## What you have to do
Within the material below, how many lines contain the word "target"? Give that number only.

## Extracted data

//! The single long-lived view that hosts video output.
//!
//! The surface is created once and moved between containers by changing its
//! parent slot; it is never destroyed or recreated by a host.  The parent is
//! not optional, so "no parent" and "two parents" are unrepresentable.

use std::fmt;

use super::geometry::{lerp, Frame, Placement, Point, Size};

/// The containers that can own the surface.
#[derive(Debug, Clone, Copy, PartialEq, Eq, Hash)]
pub enum HostId {
    Inline,
    Fullscreen,
    /// Transient container used only while an animation is in flight.
    TransitionLayer,
}

impl fmt::Display for HostId {
    fn fmt(&self, f: &mut fmt::Formatter<'_>) -> fmt::Result {
        f.write_str(match self {
            HostId::Inline => "inline",
            HostId::Fullscreen => "fullscreen",
            HostId::TransitionLayer => "transition-layer",
        })
    }
}

/// Opaque handle to the playback engine.  Geometry code never starts, stops
/// or seeks it.
#[derive(Debug, Clone, PartialEq, Eq)]
pub struct PlaybackHandle {
    media_url: String,
}

impl PlaybackHandle {
    pub fn open(media_url: impl Into<String>) -> Self {
        Self {
            media_url: media_url.into(),
        }
    }

    pub fn media_url(&self) -> &str {
        &self.media_url
    }
}

// ───────────────────────────────────────── geometry ──────────

/// Bounds/centre/rotation description of the surface, expressed in its
/// parent's coordinate space.
///
/// `size` is the unrotated bounds; `rotation` is in radians, clockwise.
#[derive(Debug, Clone, Copy, PartialEq, Default)]
pub struct SurfaceGeometry {
    pub center: Point,
    pub size: Size,
    pub rotation: f64,
}

impl SurfaceGeometry {
    pub fn new(center: Point, size: Size, rotation: f64) -> Self {
        Self { center, size, rotation }
    }

    /// Axis-aligned bounding box of the (possibly rotated) surface.
    pub fn frame(&self) -> Frame {
        let (sin, cos) = self.rotation.sin_cos();
        let w = self.size.width * cos.abs() + self.size.height * sin.abs();
        let h = self.size.width * sin.abs() + self.size.height * cos.abs();
        Frame::from_center(self.center, Size::new(w, h))
    }

    #[cfg(test)]
    pub fn is_upright(&self) -> bool {
        self.rotation == 0.0
    }

    /// Interpolates centre, bounds and rotation together.  `t` is not clamped
    /// so spring overshoot carries through.
    pub fn lerp(from: &Self, to: &Self, t: f64) -> Self {
        Self {
            center: Point::new(lerp(from.center.x, to.center.x, t), lerp(from.center.y, to.center.y, t)),
            size: Size::new(lerp(from.size.width, to.size.width, t), lerp(from.size.height, to.size.height, t)),
            rotation: lerp(from.rotation, to.rotation, t),
        }
    }

    /// Re-express this geometry from the `from` space in the `to` space.
    pub fn convert(&self, from: &Placement, to: &Placement) -> Self {
        let center = to.point_from_window(from.point_to_window(self.center));
        let size = to.size_from_window(from.size_to_window(self.size));
        Self::new(center, size, self.rotation)
    }
}

impl From<Frame> for SurfaceGeometry {
    /// Upright geometry filling `frame`, i.e. the identity-transform attach.
    fn from(frame: Frame) -> Self {
        Self::new(frame.center(), frame.size(), 0.0)
    }
}

// ───────────────────────────────────────── surface ───────────

/// What an [`SharedVideoSurface::attach`] call did.
#[derive(Debug, Clone, Copy, PartialEq, Eq)]
pub enum Attach {
    /// Ownership moved from the given host.
    Reparented { from: HostId },
    /// Already owned by the target; only the geometry changed.
    Updated,
}

#[derive(Debug)]
pub struct SharedVideoSurface {
    playback: PlaybackHandle,
    parent: HostId,
    geometry: SurfaceGeometry,
    /// Number of ownership transfers so far.
    transfers: u64,
}

impl SharedVideoSurface {
    pub fn new(playback: PlaybackHandle, host: HostId, frame: Frame) -> Self {
        Self {
            playback,
            parent: host,
            geometry: frame.into(),
            transfers: 0,
        }
    }

    /// Move the surface under `host` at `geometry`.
    ///
    /// Attaching to the current parent is a geometry update, not a reparent.
    /// Passing a [`Frame`] gives the upright, untransformed placement.
    pub fn attach(&mut self, host: HostId, geometry: impl Into<SurfaceGeometry>) -> Attach {
        self.geometry = geometry.into();
        if self.parent == host {
            return Attach::Updated;
        }
        let from = std::mem::replace(&mut self.parent, host);
        self.transfers += 1;
        tracing::trace!(%from, to = %host, transfers = self.transfers, "surface reparented");
        Attach::Reparented { from }
    }

    pub fn parent(&self) -> HostId {
        self.parent
    }

    pub fn is_attached_to(&self, host: HostId) -> bool {
        self.parent == host
    }

    #[cfg(test)]
    pub fn geometry(&self) -> &SurfaceGeometry {
        &self.geometry
    }

    /// Bounding frame in the parent's space.
    #[cfg(test)]
    pub fn frame(&self) -> Frame {
        self.geometry.frame()
    }

    pub fn playback(&self) -> &PlaybackHandle {
        &self.playback
    }

    #[cfg(test)]
    pub fn transfers(&self) -> u64 {
        self.transfers
    }

    /// Current geometry converted from the parent's space (`parent`) into
    /// `target`.  Reads geometry without touching ownership.
    pub fn current_geometry_in(&self, parent: &Placement, target: &Placement) -> SurfaceGeometry {
        self.geometry.convert(parent, target)
    }

    /// Bounding frame of [`SharedVideoSurface::current_geometry_in`].
    pub fn current_frame_in(&self, parent: &Placement, target: &Placement) -> Frame {
        self.current_geometry_in(parent, target).frame()
    }
}

#[cfg(test)]
mod tests {
    use super::*;
    use crate::core::geometry::{Transform, QUARTER_TURN};

    fn surface() -> SharedVideoSurface {
        SharedVideoSurface::new(
            PlaybackHandle::open("https://example.invalid/stream.m3u8"),
            HostId::Inline,
            Frame::new(0.0, 0.0, 320.0, 180.0),
        )
    }

    #[test]
    fn attach_to_current_parent_is_an_update() {
        let mut s = surface();
        let r = s.attach(HostId::Inline, Frame::new(0.0, 0.0, 160.0, 90.0));
        assert_eq!(r, Attach::Updated);
        assert_eq!(s.transfers(), 0);
        assert_eq!(s.frame(), Frame::new(0.0, 0.0, 160.0, 90.0));
    }

    #[test]
    fn attach_elsewhere_reparents_and_resets_rotation() {
        let mut s = surface();
        let rotated = SurfaceGeometry::new(Point::new(100.0, 200.0), Size::new(400.0, 200.0), QUARTER_TURN);
        assert_eq!(s.attach(HostId::Fullscreen, rotated), Attach::Reparented { from: HostId::Inline });
        assert_eq!(s.parent(), HostId::Fullscreen);
        assert!(s.frame().approx_eq(&Frame::new(0.0, 0.0, 200.0, 400.0), 1e-9));

        s.attach(HostId::Inline, Frame::new(0.0, 0.0, 320.0, 180.0));
        assert!(s.geometry().is_upright());
        assert_eq!(s.transfers(), 2);
        assert_eq!(s.playback().media_url(), "https://example.invalid/stream.m3u8");
    }

    #[test]
    fn current_frame_in_window_includes_parent_transform() {
        let s = surface();
        let parent = Placement::new(
            Frame::new(0.0, 50.0, 320.0, 180.0),
            Transform {
                scale_x: 0.5,
                scale_y: 0.5,
                translate_x: -80.0,
                translate_y: -45.0,
            },
        );
        let on_screen = s.current_frame_in(&parent, &Placement::WINDOW);
        assert!(on_screen.approx_eq(&Frame::new(0.0, 50.0, 160.0, 90.0), 1e-9));
    }

    #[test]
    fn lerp_hits_both_ends() {
        let a = SurfaceGeometry::from(Frame::new(0.0, 0.0, 100.0, 50.0));
        let b = SurfaceGeometry::new(Point::new(200.0, 400.0), Size::new(800.0, 400.0), QUARTER_TURN);
        assert_eq!(SurfaceGeometry::lerp(&a, &b, 0.0), a);
        assert_eq!(SurfaceGeometry::lerp(&a, &b, 1.0), b);
        let mid = SurfaceGeometry::lerp(&a, &b, 0.5);
        assert!((mid.rotation - QUARTER_TURN / 2.0).abs() < 1e-12);
    }
}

## Expected output
6